Whenever a line in the entries below contains "ReplaceReason", copy that line.

BEGIN

#[cfg(test)]
mod tests {
    use super::*;
    use crate::domain::models::{Booking, BookingStatus, Counterparty, Profile, ProviderMeResponse};
    use crate::domain::reconciliation::ReplaceReason;
    use crate::infrastructure::connectivity::{ConnectivityMonitor, ConnectivityState, TransportType};
    use crate::infrastructure::profile_repository::{InMemoryProfileRepository, ProfileRepository};
    use crate::infrastructure::query_cache::{InMemoryQueryCache, QueryKey};
    use async_trait::async_trait;
    use chrono::{DateTime, Utc};
    use std::collections::VecDeque;
    use std::sync::atomic::AtomicUsize;
    use tokio::sync::oneshot;

    type ScriptedResponse = Result<ProviderMeResponse, InfraError>;

    /// Each call waits on the next scripted channel so tests decide the
    /// order in which responses arrive.
    #[derive(Default)]
    struct ScriptedProfileClient {
        pending: Mutex<VecDeque<oneshot::Receiver<ScriptedResponse>>>,
        calls: AtomicUsize,
    }

    impl ScriptedProfileClient {
        fn script(&self) -> oneshot::Sender<ScriptedResponse> {
            let (sender, receiver) = oneshot::channel();
            self.pending.lock().expect("pending lock").push_back(receiver);
            sender
        }

        fn calls(&self) -> usize {
            self.calls.load(Ordering::SeqCst)
        }
    }

    #[async_trait]
    impl ProfileApiClient for ScriptedProfileClient {
        async fn fetch_provider_profile(&self) -> Result<ProviderMeResponse, InfraError> {
            self.calls.fetch_add(1, Ordering::SeqCst);
            let receiver = self
                .pending
                .lock()
                .expect("pending lock")
                .pop_front()
                .expect("a scripted response");
            receiver.await.expect("script sender alive")
        }
    }

    struct FixedProfileClient {
        response: ProviderMeResponse,
        calls: AtomicUsize,
    }

    impl FixedProfileClient {
        fn new(response: ProviderMeResponse) -> Self {
            Self {
                response,
                calls: AtomicUsize::new(0),
            }
        }
    }

    #[async_trait]
    impl ProfileApiClient for FixedProfileClient {
        async fn fetch_provider_profile(&self) -> Result<ProviderMeResponse, InfraError> {
            self.calls.fetch_add(1, Ordering::SeqCst);
            Ok(self.response.clone())
        }
    }

    fn fixed_time(value: &str) -> DateTime<Utc> {
        DateTime::parse_from_rfc3339(value)
            .expect("valid datetime")
            .with_timezone(&Utc)
    }

    fn profile(status: &str, updated_at: &str) -> Profile {
        Profile {
            status: status.to_string(),
            updated_at: Some(fixed_time(updated_at)),
            fields: serde_json::Map::new(),
        }
    }

    fn found(profile: Profile) -> ProviderMeResponse {
        ProviderMeResponse {
            has_profile: true,
            profile: Some(profile),
        }
    }

    fn sample_booking(id: &str) -> Booking {
        let created_at = fixed_time("2026-02-16T00:00:00Z");
        Booking {
            id: id.to_string(),
            status: BookingStatus::Pending,
            scheduled_at: created_at,
            deadline_at: None,
            created_at,
            updated_at: created_at,
            counterparty: Counterparty::default(),
            location: serde_json::Value::Null,
            price: serde_json::Value::Null,
        }
    }

    fn seed_list(cache: &InMemoryQueryCache) {
        let generation = cache.generation(&QueryKey::BookingList).expect("list generation");
        assert!(cache.put_list("", &[sample_booking("a")], generation).expect("seed list"));
    }

    fn empty_store() -> Arc<ProfileStore> {
        Arc::new(
            ProfileStore::load(Arc::new(InMemoryProfileRepository::default())).expect("load store"),
        )
    }

    fn offline() -> ConnectivityState {
        ConnectivityState {
            is_connected: false,
            is_internet_reachable: false,
            transport_type: TransportType::None,
        }
    }

    #[tokio::test]
    async fn replacement_resets_dependent_caches() {
        let cache = Arc::new(InMemoryQueryCache::default());
        seed_list(&cache);
        let store = empty_store();
        let service = ProfileSyncService::new(
            Arc::new(FixedProfileClient::new(found(profile("ACTIVE", "2026-02-01T10:00:00Z")))),
            Arc::clone(&store),
            Arc::clone(&cache),
            ConnectivityGate::always_online(),
        );

        let outcome = service.sync_once().await.expect("sync");

        assert_eq!(
            outcome,
            SyncOutcome::Applied(ReconcileDecision::Replace(ReplaceReason::NoLocalProfile))
        );
        assert_eq!(store.current().expect("profile").status, "ACTIVE");
        assert!(cache.get_list("").expect("get list").is_none());
    }

    #[tokio::test]
    async fn identical_profile_is_a_no_op() {
        let cache = Arc::new(InMemoryQueryCache::default());
        let store = empty_store();
        store
            .reconcile(profile("ACTIVE", "2026-02-01T10:00:00Z"))
            .expect("seed");
        let before = store.current().expect("seeded");
        seed_list(&cache);
        let service = ProfileSyncService::new(
            Arc::new(FixedProfileClient::new(found(profile("ACTIVE", "2026-02-01T10:00:00Z")))),
            Arc::clone(&store),
            Arc::clone(&cache),
            ConnectivityGate::always_online(),
        );

        let outcome = service.sync_once().await.expect("sync");

        assert_eq!(outcome, SyncOutcome::Applied(ReconcileDecision::Keep));
        assert!(Arc::ptr_eq(&before, &store.current().expect("still present")));
        assert!(cache.get_list("").expect("get list").is_some());
    }

    #[tokio::test]
    async fn missing_server_profile_leaves_local_state() {
        let store = empty_store();
        store
            .reconcile(profile("ACTIVE", "2026-02-01T10:00:00Z"))
            .expect("seed");
        let service = ProfileSyncService::new(
            Arc::new(FixedProfileClient::new(ProviderMeResponse {
                has_profile: false,
                profile: None,
            })),
            Arc::clone(&store),
            Arc::new(InMemoryQueryCache::default()),
            ConnectivityGate::always_online(),
        );

        assert_eq!(service.sync_once().await.expect("sync"), SyncOutcome::NoServerProfile);
        assert_eq!(store.current().expect("kept").status, "ACTIVE");
    }

    #[tokio::test]
    async fn older_response_arriving_late_is_discarded() {
        let client = Arc::new(ScriptedProfileClient::default());
        let first_reply = client.script();
        let second_reply = client.script();
        let store = empty_store();
        let service = Arc::new(ProfileSyncService::new(
            Arc::clone(&client),
            Arc::clone(&store),
            Arc::new(InMemoryQueryCache::default()),
            ConnectivityGate::always_online(),
        ));

        let first = tokio::spawn({
            let service = Arc::clone(&service);
            async move { service.sync_once().await }
        });
        while client.calls() < 1 {
            tokio::task::yield_now().await;
        }
        let second = tokio::spawn({
            let service = Arc::clone(&service);
            async move { service.sync_once().await }
        });
        while client.calls() < 2 {
            tokio::task::yield_now().await;
        }

        second_reply
            .send(Ok(found(profile("ACTIVE", "2026-02-02T10:00:00Z"))))
            .expect("second receiver alive");
        let second_outcome = second.await.expect("join").expect("sync");
        first_reply
            .send(Ok(found(profile("SUSPENDED", "2026-02-01T10:00:00Z"))))
            .expect("first receiver alive");
        let first_outcome = first.await.expect("join").expect("sync");

        assert!(matches!(second_outcome, SyncOutcome::Applied(decision) if decision.is_replace()));
        assert_eq!(first_outcome, SyncOutcome::Stale);
        assert_eq!(store.current().expect("profile").status, "ACTIVE");
    }

    #[tokio::test]
    async fn response_in_flight_at_sign_out_is_discarded() {
        let client = Arc::new(ScriptedProfileClient::default());
        let reply = client.script();
        let repository = Arc::new(InMemoryProfileRepository::default());
        let store = Arc::new(ProfileStore::load(repository.clone()).expect("load store"));
        store
            .reconcile(profile("ACTIVE", "2026-02-01T10:00:00Z"))
            .expect("seed");
        let service = Arc::new(ProfileSyncService::new(
            Arc::clone(&client),
            Arc::clone(&store),
            Arc::new(InMemoryQueryCache::default()),
            ConnectivityGate::always_online(),
        ));

        let pending = tokio::spawn({
            let service = Arc::clone(&service);
            async move { service.sync_once().await }
        });
        while client.calls() < 1 {
            tokio::task::yield_now().await;
        }

        service.sign_out().expect("sign out");
        reply
            .send(Ok(found(profile("ACTIVE", "2026-02-03T10:00:00Z"))))
            .expect("receiver alive");

        assert_eq!(pending.await.expect("join").expect("sync"), SyncOutcome::Stale);
        assert!(store.current().is_none());
        assert!(repository.load().expect("repository load").is_none());

        // The next session syncs normally.
        let next_reply = client.script();
        next_reply
            .send(Ok(found(profile("ACTIVE", "2026-02-04T10:00:00Z"))))
            .expect("receiver alive");
        assert!(matches!(
            service.sync_once().await.expect("sync"),
            SyncOutcome::Applied(decision) if decision.is_replace()
        ));
    }

    #[tokio::test]
    async fn failed_fetch_keeps_local_profile() {
        let client = Arc::new(ScriptedProfileClient::default());
        let reply = client.script();
        let store = empty_store();
        store
            .reconcile(profile("ACTIVE", "2026-02-01T10:00:00Z"))
            .expect("seed");
        let service = ProfileSyncService::new(
            Arc::clone(&client),
            Arc::clone(&store),
            Arc::new(InMemoryQueryCache::default()),
            ConnectivityGate::always_online(),
        );

        reply
            .send(Err(InfraError::Transport("connection reset".to_string())))
            .expect("receiver alive");
        let result = service.sync_once().await;

        assert!(matches!(result, Err(InfraError::Transport(_))));
        assert_eq!(store.current().expect("kept").status, "ACTIVE");
    }

    #[tokio::test]
    async fn offline_sync_is_suppressed() {
        let client = Arc::new(FixedProfileClient::new(found(profile("ACTIVE", "2026-02-01T10:00:00Z"))));
        let monitor = ConnectivityMonitor::default();
        monitor.update(offline());
        let service = ProfileSyncService::new(
            Arc::clone(&client),
            empty_store(),
            Arc::new(InMemoryQueryCache::default()),
            monitor.gate(),
        );

        assert!(matches!(service.sync_once().await, Err(InfraError::Offline)));
        assert_eq!(client.calls.load(Ordering::SeqCst), 0);
    }

    #[tokio::test(start_paused = true)]
    async fn background_sync_ticks_skips_offline_and_stops_on_drop() {
        let client = Arc::new(FixedProfileClient::new(found(profile("ACTIVE", "2026-02-01T10:00:00Z"))));
        let monitor = ConnectivityMonitor::default();
        let service = Arc::new(ProfileSyncService::new(
            Arc::clone(&client),
            empty_store(),
            Arc::new(InMemoryQueryCache::default()),
            monitor.gate(),
        ));
        let calls = || client.calls.load(Ordering::SeqCst);

        let handle = Arc::clone(&service).spawn_background(Duration::from_secs(60));
        tokio::time::sleep(Duration::from_secs(1)).await;
        assert_eq!(calls(), 1);
        assert!(handle.is_running());

        tokio::time::sleep(Duration::from_secs(60)).await;
        assert_eq!(calls(), 2);

        monitor.update(offline());
        tokio::time::sleep(Duration::from_secs(180)).await;
        assert_eq!(calls(), 2);

        monitor.update(ConnectivityState::default());
        tokio::time::sleep(Duration::from_secs(60)).await;
        assert_eq!(calls(), 3);

        drop(handle);
        tokio::time::sleep(Duration::from_secs(300)).await;
        assert_eq!(calls(), 3);
    }
}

END

■ Reply:
    use crate::domain::reconciliation::ReplaceReason;
            SyncOutcome::Applied(ReconcileDecision::Replace(ReplaceReason::NoLocalProfile))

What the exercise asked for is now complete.